Ahead of our next 300 Hour Advanced Teacher Training, we’re catching up with some of our previous graduates to hear how completing the training has advanced their careers, deepened their practices, and led their lives in new directions. As part of their training, each student completes a research project on a subject of interest relating to yoga. Here, 300 Hour Graduate Kady Lafferty talks with writer Alaina Isbouts about her yoga practice and her focus on body positivity.

Tell me how yoga came to be such an important part of your life.

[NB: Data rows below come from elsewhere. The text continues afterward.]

//! XRLF: colour by repeatedly extracting large independent sets.
//!
//! Johnson, Aragon, McGeoch & Schevon, "Optimization by Simulated Annealing: An Experimental
//! Evaluation; Part II, Graph Coloring and Number Partitioning". Each colour class is grown
//! greedily from a random candidate sample, finished by [`exhaustive_search`] once the eligible
//! pool is small, and the best of several trials (by total degree) is kept. When at most
//! `exact_limit` nodes remain they are coloured optimally by [`find_optimal_colouring`].

use crate::colouring::{
    colour_count, number_of_conflicting_edges, number_of_uncoloured_nodes, Colour, ColourCount,
    Colouring, UNCOLOURED,
};
use crate::exact::find_optimal_colouring;
use crate::graph::{Graph, NodeId};
use crate::iset::exhaustive_search;
use crate::rng::derive_seed;
use crate::strategy::InitOperator;
use crate::subgraph::{RandomAccessSet, Subgraph};
use rand::rngs::SmallRng;
use rand::{Rng, SeedableRng};
use rayon::prelude::*;
use tracing::debug;

// ============================================================================
// Configuration
// ============================================================================

/// What to do once `target_colours` classes have been extracted.
#[derive(Clone, Copy, Debug, Default, PartialEq, Eq)]
pub enum XrlfMode {
    /// Keep extracting classes; the colour count is unbounded.
    #[default]
    IgnoreColourCount,
    /// Give every remaining node a uniform random colour in `0..target_colours`.
    RandomColourRemaining,
    /// Leave every remaining node uncoloured.
    UncolourRemaining,
}

/// XRLF tuning parameters.
#[derive(Clone, Copy, Debug, PartialEq, Eq)]
pub struct XrlfParams {
    /// Residual size at or below which the exact colourer takes over (`EXACTLIM`).
    pub exact_limit: usize,
    /// Independent-set trials per colour class (`TRIALNUM`).
    pub trials: usize,
    /// Pool size at or below which a class is completed exhaustively (`SETLIM`).
    pub set_limit: usize,
    /// Candidates sampled per greedy step (`CANDNUM`).
    pub candidates: usize,
    /// Behaviour after `target_colours` classes.
    pub mode: XrlfMode,
    /// Class budget used by the bounded modes; 0 disables the bound.
    pub target_colours: ColourCount,
}

impl Default for XrlfParams {
    fn default() -> Self {
        Self {
            exact_limit: 50,
            trials: 128,
            set_limit: 30,
            candidates: 50,
            mode: XrlfMode::IgnoreColourCount,
            target_colours: 0,
        }
    }
}

// ============================================================================
// Driver
// ============================================================================

/// Colours `graph` by independent-set extraction.
///
/// In [`XrlfMode::IgnoreColourCount`] the result is always complete and conflict free.
pub fn init_by_xrlf<R: Rng + ?Sized>(graph: &Graph, params: &XrlfParams, rng: &mut R) -> Colouring {
    let mut s = vec![UNCOLOURED; graph.number_of_nodes()];
    let mut subgraph = Subgraph::new(graph);
    let mut k: Colour = 0;

    while subgraph.number_of_nodes() > params.exact_limit {
        let class = calculate_independent_set(&subgraph, params, rng);
        debug_assert!(class
            .iter()
            .all(|&v| graph.neighbours(v).iter().all(|u| class.binary_search(u).is_err())));
        if class.is_empty() {
            break;
        }
        subgraph.remove_nodes(&class);
        for &v in &class {
            s[v] = k;
        }
        k += 1;
        debug!(
            colour = k - 1,
            size = class.len(),
            remaining = subgraph.number_of_nodes(),
            "xrlf colour class"
        );

        if k == params.target_colours {
            match params.mode {
                XrlfMode::IgnoreColourCount => {}
                XrlfMode::UncolourRemaining => return s,
                XrlfMode::RandomColourRemaining => {
                    for &v in subgraph.nodes().as_slice() {
                        s[v] = rng.random_range(0..k);
                    }
                    return s;
                }
            }
        }
    }

    if subgraph.number_of_nodes() > 0 {
        find_optimal_colouring(&subgraph, &mut s, k);
    }
    s
}

/// Finds a large independent set of the subgraph, favouring high-degree nodes.
///
/// Runs up to `trials` randomized constructions and keeps the set with the largest degree sum.
/// The result is sorted and non-empty whenever the subgraph is.
pub fn calculate_independent_set<R: Rng + ?Sized>(
    subgraph: &Subgraph,
    params: &XrlfParams,
    rng: &mut R,
) -> Vec<NodeId> {
    let remaining = subgraph.number_of_nodes();
    let total = subgraph.total_number_of_nodes();
    let mut trials = params.trials.max(1);
    let mut set_limit = params.set_limit;

    let seed_node = if trials == 1 && remaining > set_limit {
        subgraph.random_max_degree_node(rng)
    } else {
        None
    };
    if trials.min(set_limit + subgraph.min_degree()) >= remaining {
        trials = 1;
        set_limit = remaining;
    }

    let mut best: Option<(usize, Vec<NodeId>)> = None;
    for _ in 0..trials {
        // C: the class under construction, X: neighbours of C, W: still eligible.
        let mut c = RandomAccessSet::new(total);
        let mut x = RandomAccessSet::new(total);
        if let Some(v) = seed_node {
            c.insert(v);
            for &u in subgraph.neighbours(v) {
                x.insert(u);
            }
        }
        let mut w = RandomAccessSet::from_items(
            total,
            subgraph
                .nodes()
                .as_slice()
                .iter()
                .copied()
                .filter(|&v| !x.contains(v) && !c.contains(v)),
        );

        while !w.is_empty() {
            if w.len() <= set_limit {
                for v in exhaustive_search(w.as_slice(), subgraph, &c) {
                    c.insert(v);
                }
                break;
            }

            let mut candidate = None;
            let mut candidate_degree = 0;
            for _ in 0..params.candidates.max(1) {
                let Some(u) = w.random(rng) else { break };
                let degree = subgraph.neighbours(u).iter().filter(|&&n| !x.contains(n)).count();
                if candidate.is_none() || degree > candidate_degree {
                    candidate = Some(u);
                    candidate_degree = degree;
                }
            }
            let Some(chosen) = candidate else { break };
            c.insert(chosen);
            for &u in subgraph.neighbours(chosen) {
                x.insert(u);
                w.erase(u);
            }
            w.erase(chosen);
        }

        let score: usize = c.as_slice().iter().map(|&v| subgraph.node_degree(v)).sum();
        if best.as_ref().map_or(true, |(b, _)| score > *b) {
            best = Some((score, c.as_slice().to_vec()));
        }
    }

    let mut set = best.map(|(_, set)| set).unwrap_or_default();
    set.sort_unstable();
    set
}

// ============================================================================
// Strategy operators and restarts
// ============================================================================

/// Initialization operator running XRLF in `mode` with the strategy's target `k` as class budget.
pub fn xrlf_init_operator(mode: XrlfMode, params: XrlfParams) -> InitOperator {
    Box::new(move |graph: &Graph, k: ColourCount, rng: &mut SmallRng| {
        init_by_xrlf(graph, &XrlfParams { mode, target_colours: k, ..params }, rng)
    })
}

/// Runs `restarts` independently seeded XRLF colourings in parallel and returns the best one.
///
/// Colourings are ranked by conflicting edges, then uncoloured nodes, then colour count; ties go
/// to the lower restart index, so the result only depends on `seed`.
pub fn init_by_xrlf_best_of(
    graph: &Graph,
    params: &XrlfParams,
    restarts: usize,
    seed: u64,
) -> Colouring {
    (0..restarts.max(1) as u64)
        .into_par_iter()
        .map(|i| {
            let mut rng = SmallRng::seed_from_u64(derive_seed(seed, i));
            let s = init_by_xrlf(graph, params, &mut rng);
            let rank = (
                number_of_conflicting_edges(graph, &s),
                number_of_uncoloured_nodes(&s),
                colour_count(&s),
                i,
            );
            (rank, s)
        })
        .min_by_key(|(rank, _)| *rank)
        .map(|(_, s)| s)
        .unwrap_or_default()
}

// ============================================================================
// Tests
// ============================================================================

#[cfg(test)]
mod tests {
    use super::*;
    use crate::colouring::{colour_classes, is_fully_coloured};
    use crate::graph::{EIGHT_GRAPH, MYCIEL3_GRAPH, SIMPLE_GRAPH};
    use rand_xorshift::XorShiftRng;

    fn params(exact_limit: usize) -> XrlfParams {
        XrlfParams { exact_limit, trials: 8, set_limit: 4, candidates: 5, ..XrlfParams::default() }
    }

    fn random_graph(n: usize, p: f64, seed: u64) -> Graph {
        let mut rng = XorShiftRng::seed_from_u64(seed);
        let edges: Vec<(usize, usize)> = (0..n)
            .flat_map(|u| (u + 1..n).map(move |v| (u, v)))
            .filter(|_| rng.random_bool(p))
            .collect();
        Graph::from_edges(n, &edges).unwrap()
    }

    fn is_independent(graph: &Graph, set: &[NodeId]) -> bool {
        set.iter().all(|&v| graph.neighbours(v).iter().all(|u| !set.contains(u)))
    }

    #[test]
    fn small_graph_is_coloured_exactly() {
        let g = Graph::from_metis_str(SIMPLE_GRAPH).unwrap();
        let mut rng = XorShiftRng::seed_from_u64(1);
        let s = init_by_xrlf(&g, &XrlfParams::default(), &mut rng);
        assert_eq!(number_of_conflicting_edges(&g, &s), 0);
        assert_eq!(colour_count(&s), 3);
    }

    #[test]
    fn class_extraction_gives_proper_colouring() {
        let g = Graph::from_metis_str(MYCIEL3_GRAPH).unwrap();
        for seed in 0..10 {
            let mut rng = XorShiftRng::seed_from_u64(seed);
            let s = init_by_xrlf(&g, &params(0), &mut rng);
            assert!(is_fully_coloured(&s));
            assert_eq!(number_of_conflicting_edges(&g, &s), 0);
            assert!(colour_count(&s) >= 4);
        }
    }

    #[test]
    fn mixed_extraction_and_exact_on_random_graph() {
        let g = random_graph(80, 0.1, 4);
        let mut rng = XorShiftRng::seed_from_u64(4);
        let mixed =
            XrlfParams { exact_limit: 12, trials: 16, set_limit: 10, ..XrlfParams::default() };
        let s = init_by_xrlf(&g, &mixed, &mut rng);
        assert!(is_fully_coloured(&s));
        assert_eq!(number_of_conflicting_edges(&g, &s), 0);
        // Colours stay dense: 0..colour_count.
        assert_eq!(colour_classes(&s).len() as u32, colour_count(&s));
    }

    #[test]
    fn independent_sets_are_independent() {
        let g = random_graph(60, 0.2, 9);
        let sub = Subgraph::new(&g);
        let mut rng = XorShiftRng::seed_from_u64(9);
        for trials in [1, 4] {
            let trial_params = XrlfParams { trials, ..params(0) };
            let set = calculate_independent_set(&sub, &trial_params, &mut rng);
            assert!(!set.is_empty());
            assert!(is_independent(&g, &set));
        }
    }

    #[test]
    fn small_subgraph_set_is_maximum_weight() {
        let g = Graph::from_metis_str(EIGHT_GRAPH).unwrap();
        let sub = Subgraph::new(&g);
        let mut rng = XorShiftRng::seed_from_u64(2);
        let set = calculate_independent_set(&sub, &XrlfParams::default(), &mut rng);
        assert!(is_independent(&g, &set));
        // Whole graph fits the exhaustive search: the set is maximal.
        assert!(g
            .nodes()
            .filter(|v| !set.contains(v))
            .all(|v| g.neighbours(v).iter().any(|u| set.contains(u))));
    }

    #[test]
    fn uncolour_mode_then_exact_residual() {
        let g = Graph::from_metis_str(MYCIEL3_GRAPH).unwrap();
        let mut rng = XorShiftRng::seed_from_u64(6);
        let bounded =
            XrlfParams { mode: XrlfMode::UncolourRemaining, target_colours: 2, ..params(0) };
        let mut s = init_by_xrlf(&g, &bounded, &mut rng);
        assert_eq!(colour_count(&s), 2);
        assert!(number_of_uncoloured_nodes(&s) > 0);
        assert_eq!(number_of_conflicting_edges(&g, &s), 0);

        let mut residual = Subgraph::new(&g);
        let coloured: Vec<NodeId> = g.nodes().filter(|&v| s[v] != UNCOLOURED).collect();
        residual.remove_nodes(&coloured);
        let extra = find_optimal_colouring(&residual, &mut s, 2);
        assert!(extra >= 1);
        assert!(is_fully_coloured(&s));
        assert_eq!(number_of_conflicting_edges(&g, &s), 0);
    }

    #[test]
    fn random_mode_stays_within_budget() {
        let g = Graph::from_metis_str(MYCIEL3_GRAPH).unwrap();
        let mut rng = XorShiftRng::seed_from_u64(3);
        let bounded =
            XrlfParams { mode: XrlfMode::RandomColourRemaining, target_colours: 2, ..params(0) };
        let s = init_by_xrlf(&g, &bounded, &mut rng);
        assert!(is_fully_coloured(&s));
        assert!(s.iter().all(|&c| c < 2));
    }

    #[test]
    fn init_operator_uses_strategy_budget() {
        let g = Graph::from_metis_str(MYCIEL3_GRAPH).unwrap();
        let op = xrlf_init_operator(XrlfMode::UncolourRemaining, params(0));
        let mut rng = SmallRng::seed_from_u64(1);
        let s = op(&g, 1, &mut rng);
        assert_eq!(colour_count(&s), 1);
    }

    #[test]
    fn best_of_is_deterministic() {
        let g = random_graph(70, 0.15, 21);
        let p = XrlfParams {
            exact_limit: 10,
            trials: 4,
            set_limit: 8,
            candidates: 8,
            ..XrlfParams::default()
        };
        let a = init_by_xrlf_best_of(&g, &p, 6, 77);
        let b = init_by_xrlf_best_of(&g, &p, 6, 77);
        assert_eq!(a, b);
        assert_eq!(number_of_conflicting_edges(&g, &a), 0);
        assert!(is_fully_coloured(&a));
    }
}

My first ever yoga class was at The River. I was a social worker who was burnt out, struggling with anxiety and depression. I stepped into the studio, not knowing it was heated, and thought, Oh boy, what did I get myself in to? I spent the next hour having no idea what was going on. I watched everyone and mimicked the shapes they made with their bodies, focused on breathing (because I thought I was going to pass out!), and worked harder than I could remember. At the time, I was stepping away from my role as a social worker, one of the biggest transitions of my life, and the teachers dharma happened to be about transitions. It felt like fate. I laid in savasana at the end of class covered in sweat, just crying. It felt like such a release. As I rolled up my mat I realized it was the first time I could remember in my adult life that I was completely
present and my mind was still. From then on I had a regular yoga practice and became a daily visitor to The River. Little did I know that was only the beginning.

How did the idea of focusing on body positivity in the yoga industry come to you?

As a plus size yogi, I always felt a bit out of place in the yoga world by the way it had been popularized in media and our culture. I didn’t think I (quite literally) fit the mold. It’s what kept me away from trying yoga for many years. After practicing yoga for a while I realized I had completely shifted the relationship I had with my body from one of hate and dislike to one of love and acceptance. It was a natural decision for me to examine the intersection of body positivity and yoga.

How do you feel yoga can help people be more accepting and loving of their bodies?

Yoga often tends to lean into self study, and noticing the patterns of our mind. In yoga, you start to dissect the way you talk to yourself. It’s a self-inquisitive practice that naturally helps us become aware of the way we talk to ourselves, and often times that self talk comes from a place of criticism, like what our worth is based on what we look like in warrior two. Often times when people start yoga, they start taking care of themselves in other ways as well. In yoga, you learn that if something doesn’t serve you, see if you can shift it. I noticed the way I talked to myself wasn’t the way I talked to people I cared about or loved, and it often times came from a place of hate. If we choose to shift the way we talk to ourselves, it can allow us to become more self accepting and loving.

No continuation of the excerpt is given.